Input data ▸
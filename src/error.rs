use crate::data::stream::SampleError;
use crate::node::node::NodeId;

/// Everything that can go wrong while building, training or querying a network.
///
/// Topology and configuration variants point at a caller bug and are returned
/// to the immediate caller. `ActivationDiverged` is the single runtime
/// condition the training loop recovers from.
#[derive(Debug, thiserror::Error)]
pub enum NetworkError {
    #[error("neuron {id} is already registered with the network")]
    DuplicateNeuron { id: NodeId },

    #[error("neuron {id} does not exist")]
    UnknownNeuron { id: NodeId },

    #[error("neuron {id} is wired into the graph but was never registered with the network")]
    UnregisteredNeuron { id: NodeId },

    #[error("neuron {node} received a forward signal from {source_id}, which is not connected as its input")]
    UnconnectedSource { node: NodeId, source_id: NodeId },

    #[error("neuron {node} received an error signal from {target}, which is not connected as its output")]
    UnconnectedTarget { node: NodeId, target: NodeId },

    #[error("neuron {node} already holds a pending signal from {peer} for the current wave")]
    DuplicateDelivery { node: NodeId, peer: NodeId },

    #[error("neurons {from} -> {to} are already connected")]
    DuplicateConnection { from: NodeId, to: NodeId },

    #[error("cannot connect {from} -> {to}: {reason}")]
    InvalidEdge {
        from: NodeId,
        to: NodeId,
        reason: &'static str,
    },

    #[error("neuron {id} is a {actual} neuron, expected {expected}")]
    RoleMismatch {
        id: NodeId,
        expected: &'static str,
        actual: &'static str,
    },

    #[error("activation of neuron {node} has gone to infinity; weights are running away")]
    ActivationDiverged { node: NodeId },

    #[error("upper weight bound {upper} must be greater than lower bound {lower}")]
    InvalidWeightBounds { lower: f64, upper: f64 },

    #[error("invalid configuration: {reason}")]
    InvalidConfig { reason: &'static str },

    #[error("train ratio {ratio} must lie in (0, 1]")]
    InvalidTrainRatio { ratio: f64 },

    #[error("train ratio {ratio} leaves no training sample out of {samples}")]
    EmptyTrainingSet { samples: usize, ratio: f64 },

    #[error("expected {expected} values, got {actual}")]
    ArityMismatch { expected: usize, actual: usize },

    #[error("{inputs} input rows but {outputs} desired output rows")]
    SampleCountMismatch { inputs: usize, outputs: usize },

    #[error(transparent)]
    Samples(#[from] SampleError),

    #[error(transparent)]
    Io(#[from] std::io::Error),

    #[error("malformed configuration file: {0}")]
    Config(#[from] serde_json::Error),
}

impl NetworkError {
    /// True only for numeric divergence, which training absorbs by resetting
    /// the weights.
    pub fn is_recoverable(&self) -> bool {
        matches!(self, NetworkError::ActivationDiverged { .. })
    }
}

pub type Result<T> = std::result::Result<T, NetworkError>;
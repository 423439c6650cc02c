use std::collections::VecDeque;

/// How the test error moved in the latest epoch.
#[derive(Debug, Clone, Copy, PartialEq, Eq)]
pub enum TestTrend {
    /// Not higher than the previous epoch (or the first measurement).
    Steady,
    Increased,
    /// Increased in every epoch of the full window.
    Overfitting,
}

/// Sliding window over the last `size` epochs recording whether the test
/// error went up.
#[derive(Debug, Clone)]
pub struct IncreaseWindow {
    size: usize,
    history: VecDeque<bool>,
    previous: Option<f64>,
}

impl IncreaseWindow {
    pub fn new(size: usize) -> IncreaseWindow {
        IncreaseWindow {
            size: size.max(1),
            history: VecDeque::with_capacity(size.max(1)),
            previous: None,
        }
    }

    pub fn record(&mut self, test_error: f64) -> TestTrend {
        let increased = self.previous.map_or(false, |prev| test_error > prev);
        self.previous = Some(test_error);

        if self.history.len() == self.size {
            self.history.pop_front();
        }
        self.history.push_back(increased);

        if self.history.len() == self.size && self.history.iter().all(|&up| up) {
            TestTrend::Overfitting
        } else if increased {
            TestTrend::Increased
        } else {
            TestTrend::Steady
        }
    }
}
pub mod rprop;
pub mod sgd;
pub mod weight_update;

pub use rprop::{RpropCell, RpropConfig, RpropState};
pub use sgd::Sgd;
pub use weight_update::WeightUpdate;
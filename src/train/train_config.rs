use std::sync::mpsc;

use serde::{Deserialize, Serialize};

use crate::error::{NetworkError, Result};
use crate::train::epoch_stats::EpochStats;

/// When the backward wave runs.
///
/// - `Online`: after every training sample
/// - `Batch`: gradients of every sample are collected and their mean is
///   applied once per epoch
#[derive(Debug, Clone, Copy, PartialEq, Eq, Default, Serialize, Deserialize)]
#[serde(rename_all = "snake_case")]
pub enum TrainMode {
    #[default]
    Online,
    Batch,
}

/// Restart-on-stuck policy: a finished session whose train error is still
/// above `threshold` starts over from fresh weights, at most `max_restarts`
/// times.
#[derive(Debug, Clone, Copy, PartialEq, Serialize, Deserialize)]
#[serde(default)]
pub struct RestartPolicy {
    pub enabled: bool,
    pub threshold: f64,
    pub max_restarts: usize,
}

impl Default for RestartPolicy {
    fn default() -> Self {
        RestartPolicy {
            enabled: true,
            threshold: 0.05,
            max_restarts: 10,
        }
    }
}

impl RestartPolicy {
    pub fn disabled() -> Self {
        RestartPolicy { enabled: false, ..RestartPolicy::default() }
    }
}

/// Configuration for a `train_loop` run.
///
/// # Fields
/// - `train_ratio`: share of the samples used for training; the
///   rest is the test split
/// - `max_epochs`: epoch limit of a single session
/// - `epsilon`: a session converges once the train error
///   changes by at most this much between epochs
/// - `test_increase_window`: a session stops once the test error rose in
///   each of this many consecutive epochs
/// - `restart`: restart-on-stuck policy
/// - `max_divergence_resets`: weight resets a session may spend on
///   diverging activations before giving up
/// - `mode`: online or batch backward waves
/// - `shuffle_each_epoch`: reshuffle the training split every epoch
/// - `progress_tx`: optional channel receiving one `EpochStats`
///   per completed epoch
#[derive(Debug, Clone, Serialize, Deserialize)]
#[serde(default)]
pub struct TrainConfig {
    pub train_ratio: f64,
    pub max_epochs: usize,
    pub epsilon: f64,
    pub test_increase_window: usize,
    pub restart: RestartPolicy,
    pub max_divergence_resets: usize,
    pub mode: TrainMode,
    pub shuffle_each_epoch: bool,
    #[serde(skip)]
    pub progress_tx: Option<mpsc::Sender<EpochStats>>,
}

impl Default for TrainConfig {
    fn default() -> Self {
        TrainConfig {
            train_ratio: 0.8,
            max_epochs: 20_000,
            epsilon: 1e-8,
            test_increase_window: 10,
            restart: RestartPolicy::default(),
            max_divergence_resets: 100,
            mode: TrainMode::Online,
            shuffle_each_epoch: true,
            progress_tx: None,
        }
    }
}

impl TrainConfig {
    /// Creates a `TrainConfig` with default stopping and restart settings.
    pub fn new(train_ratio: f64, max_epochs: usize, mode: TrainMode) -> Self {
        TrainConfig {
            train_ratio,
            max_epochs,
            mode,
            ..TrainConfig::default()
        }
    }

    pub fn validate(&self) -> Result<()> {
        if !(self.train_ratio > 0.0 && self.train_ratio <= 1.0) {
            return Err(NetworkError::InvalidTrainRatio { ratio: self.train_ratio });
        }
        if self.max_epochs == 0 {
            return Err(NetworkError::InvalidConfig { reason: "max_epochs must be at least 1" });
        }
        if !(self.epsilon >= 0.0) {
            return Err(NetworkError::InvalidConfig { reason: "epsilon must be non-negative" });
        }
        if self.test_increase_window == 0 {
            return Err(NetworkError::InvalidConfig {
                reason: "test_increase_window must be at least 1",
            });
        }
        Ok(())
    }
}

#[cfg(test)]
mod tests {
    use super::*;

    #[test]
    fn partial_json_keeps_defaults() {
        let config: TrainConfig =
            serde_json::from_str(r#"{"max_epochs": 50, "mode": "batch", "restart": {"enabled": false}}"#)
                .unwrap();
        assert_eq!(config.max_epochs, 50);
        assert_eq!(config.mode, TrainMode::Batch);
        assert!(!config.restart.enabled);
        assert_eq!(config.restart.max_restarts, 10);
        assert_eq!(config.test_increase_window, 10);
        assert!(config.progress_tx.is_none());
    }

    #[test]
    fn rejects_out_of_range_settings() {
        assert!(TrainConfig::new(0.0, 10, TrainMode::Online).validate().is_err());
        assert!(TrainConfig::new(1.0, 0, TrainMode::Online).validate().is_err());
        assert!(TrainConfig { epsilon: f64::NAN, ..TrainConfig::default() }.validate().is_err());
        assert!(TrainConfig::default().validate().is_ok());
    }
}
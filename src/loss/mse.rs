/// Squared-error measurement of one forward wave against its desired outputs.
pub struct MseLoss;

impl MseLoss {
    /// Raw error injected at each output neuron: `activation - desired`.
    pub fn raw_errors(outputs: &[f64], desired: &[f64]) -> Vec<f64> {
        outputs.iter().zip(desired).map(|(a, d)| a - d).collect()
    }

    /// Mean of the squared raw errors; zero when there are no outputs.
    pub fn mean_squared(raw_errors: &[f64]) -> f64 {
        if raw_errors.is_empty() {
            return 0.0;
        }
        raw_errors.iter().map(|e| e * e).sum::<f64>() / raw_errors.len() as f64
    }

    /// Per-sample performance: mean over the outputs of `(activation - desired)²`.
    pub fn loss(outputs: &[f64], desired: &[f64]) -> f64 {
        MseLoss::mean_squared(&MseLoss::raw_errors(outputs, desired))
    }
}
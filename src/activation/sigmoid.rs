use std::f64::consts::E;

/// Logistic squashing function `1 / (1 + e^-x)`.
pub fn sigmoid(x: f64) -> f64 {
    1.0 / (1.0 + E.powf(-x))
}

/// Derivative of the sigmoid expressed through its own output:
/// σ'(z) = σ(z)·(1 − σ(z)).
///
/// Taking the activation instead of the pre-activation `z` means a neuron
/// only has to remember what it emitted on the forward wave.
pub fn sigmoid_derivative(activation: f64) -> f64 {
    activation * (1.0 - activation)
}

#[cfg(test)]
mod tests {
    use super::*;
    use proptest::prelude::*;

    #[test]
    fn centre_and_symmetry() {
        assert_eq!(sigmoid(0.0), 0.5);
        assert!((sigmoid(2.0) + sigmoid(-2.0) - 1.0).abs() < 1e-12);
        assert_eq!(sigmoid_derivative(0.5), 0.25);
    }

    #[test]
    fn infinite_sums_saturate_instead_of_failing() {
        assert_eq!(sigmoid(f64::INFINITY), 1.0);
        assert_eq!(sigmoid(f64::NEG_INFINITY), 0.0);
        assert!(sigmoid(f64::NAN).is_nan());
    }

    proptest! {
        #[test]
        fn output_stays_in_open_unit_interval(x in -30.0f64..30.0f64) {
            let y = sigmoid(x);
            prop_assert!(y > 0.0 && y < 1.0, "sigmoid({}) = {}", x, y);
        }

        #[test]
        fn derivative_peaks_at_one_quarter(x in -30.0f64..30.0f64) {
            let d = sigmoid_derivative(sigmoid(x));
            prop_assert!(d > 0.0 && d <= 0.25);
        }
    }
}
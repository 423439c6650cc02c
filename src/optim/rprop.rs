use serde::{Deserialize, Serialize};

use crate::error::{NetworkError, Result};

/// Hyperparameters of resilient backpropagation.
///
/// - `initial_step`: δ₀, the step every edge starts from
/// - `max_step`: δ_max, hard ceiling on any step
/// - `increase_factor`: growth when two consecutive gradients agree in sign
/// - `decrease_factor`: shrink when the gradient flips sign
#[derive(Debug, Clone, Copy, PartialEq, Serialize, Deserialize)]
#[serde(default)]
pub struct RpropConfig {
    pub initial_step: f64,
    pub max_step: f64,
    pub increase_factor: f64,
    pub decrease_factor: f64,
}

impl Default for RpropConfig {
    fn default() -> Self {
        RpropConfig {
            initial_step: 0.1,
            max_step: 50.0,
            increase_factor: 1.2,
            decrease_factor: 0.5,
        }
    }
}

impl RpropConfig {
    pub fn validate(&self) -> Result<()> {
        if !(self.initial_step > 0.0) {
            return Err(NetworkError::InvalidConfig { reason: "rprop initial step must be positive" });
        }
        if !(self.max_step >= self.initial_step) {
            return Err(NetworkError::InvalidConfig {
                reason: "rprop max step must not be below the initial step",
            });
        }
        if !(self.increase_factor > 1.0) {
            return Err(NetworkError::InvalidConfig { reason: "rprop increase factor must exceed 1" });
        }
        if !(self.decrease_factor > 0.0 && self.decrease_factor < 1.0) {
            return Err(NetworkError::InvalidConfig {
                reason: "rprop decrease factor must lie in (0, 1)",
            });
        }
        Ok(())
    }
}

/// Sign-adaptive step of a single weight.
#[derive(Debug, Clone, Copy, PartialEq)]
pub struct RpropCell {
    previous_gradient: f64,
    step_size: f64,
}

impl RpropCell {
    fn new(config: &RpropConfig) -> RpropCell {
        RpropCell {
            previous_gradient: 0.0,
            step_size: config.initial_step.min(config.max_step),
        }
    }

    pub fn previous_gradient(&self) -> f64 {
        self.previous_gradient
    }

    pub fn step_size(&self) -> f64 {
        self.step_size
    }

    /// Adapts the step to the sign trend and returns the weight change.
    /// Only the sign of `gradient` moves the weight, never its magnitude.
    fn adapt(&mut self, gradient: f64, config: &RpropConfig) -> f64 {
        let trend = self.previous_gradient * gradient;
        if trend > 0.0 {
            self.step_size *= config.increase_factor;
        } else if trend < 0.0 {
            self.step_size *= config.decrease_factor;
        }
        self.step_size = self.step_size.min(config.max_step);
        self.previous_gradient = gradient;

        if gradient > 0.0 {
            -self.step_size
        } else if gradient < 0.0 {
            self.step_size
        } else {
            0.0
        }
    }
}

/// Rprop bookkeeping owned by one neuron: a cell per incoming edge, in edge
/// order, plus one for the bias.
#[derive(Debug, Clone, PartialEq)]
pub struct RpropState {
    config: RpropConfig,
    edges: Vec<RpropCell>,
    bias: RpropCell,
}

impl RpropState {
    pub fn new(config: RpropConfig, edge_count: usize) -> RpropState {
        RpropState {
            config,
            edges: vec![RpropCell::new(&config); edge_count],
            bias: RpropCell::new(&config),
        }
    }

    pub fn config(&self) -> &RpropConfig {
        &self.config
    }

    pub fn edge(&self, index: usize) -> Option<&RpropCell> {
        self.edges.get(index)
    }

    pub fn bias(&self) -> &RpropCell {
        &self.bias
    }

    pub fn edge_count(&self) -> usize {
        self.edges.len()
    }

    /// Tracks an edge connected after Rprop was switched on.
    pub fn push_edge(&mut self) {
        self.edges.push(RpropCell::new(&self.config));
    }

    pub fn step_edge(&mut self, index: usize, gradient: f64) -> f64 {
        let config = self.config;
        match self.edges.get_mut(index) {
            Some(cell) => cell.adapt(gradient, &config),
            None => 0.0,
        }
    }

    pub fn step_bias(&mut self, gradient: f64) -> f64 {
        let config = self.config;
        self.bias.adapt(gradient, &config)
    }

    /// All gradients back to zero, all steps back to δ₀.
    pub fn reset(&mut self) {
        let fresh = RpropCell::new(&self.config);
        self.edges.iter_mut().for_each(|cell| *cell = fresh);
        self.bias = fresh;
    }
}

Exercise goal ▸
Repeat exactly the lines that run from the opening of the listing through the line holding "received an error". Leave out everything else.

Task output ▸
filename src/error.rs
use crate::data::stream::SampleError;
use crate::node::node::NodeId;

/// Everything that can go wrong while building, training or querying a network.
///
/// Topology and configuration variants point at a caller bug and are returned
/// to the immediate caller. `ActivationDiverged` is the single runtime
/// condition the training loop recovers from.
#[derive(Debug, thiserror::Error)]
pub enum NetworkError {
    #[error("neuron {id} is already registered with the network")]
    DuplicateNeuron { id: NodeId },

    #[error("neuron {id} does not exist")]
    UnknownNeuron { id: NodeId },

    #[error("neuron {id} is wired into the graph but was never registered with the network")]
    UnregisteredNeuron { id: NodeId },

    #[error("neuron {node} received a forward signal from {source_id}, which is not connected as its input")]
    UnconnectedSource { node: NodeId, source_id: NodeId },

    #[error("neuron {node} received an error signal from {target}, which is not connected as its output")]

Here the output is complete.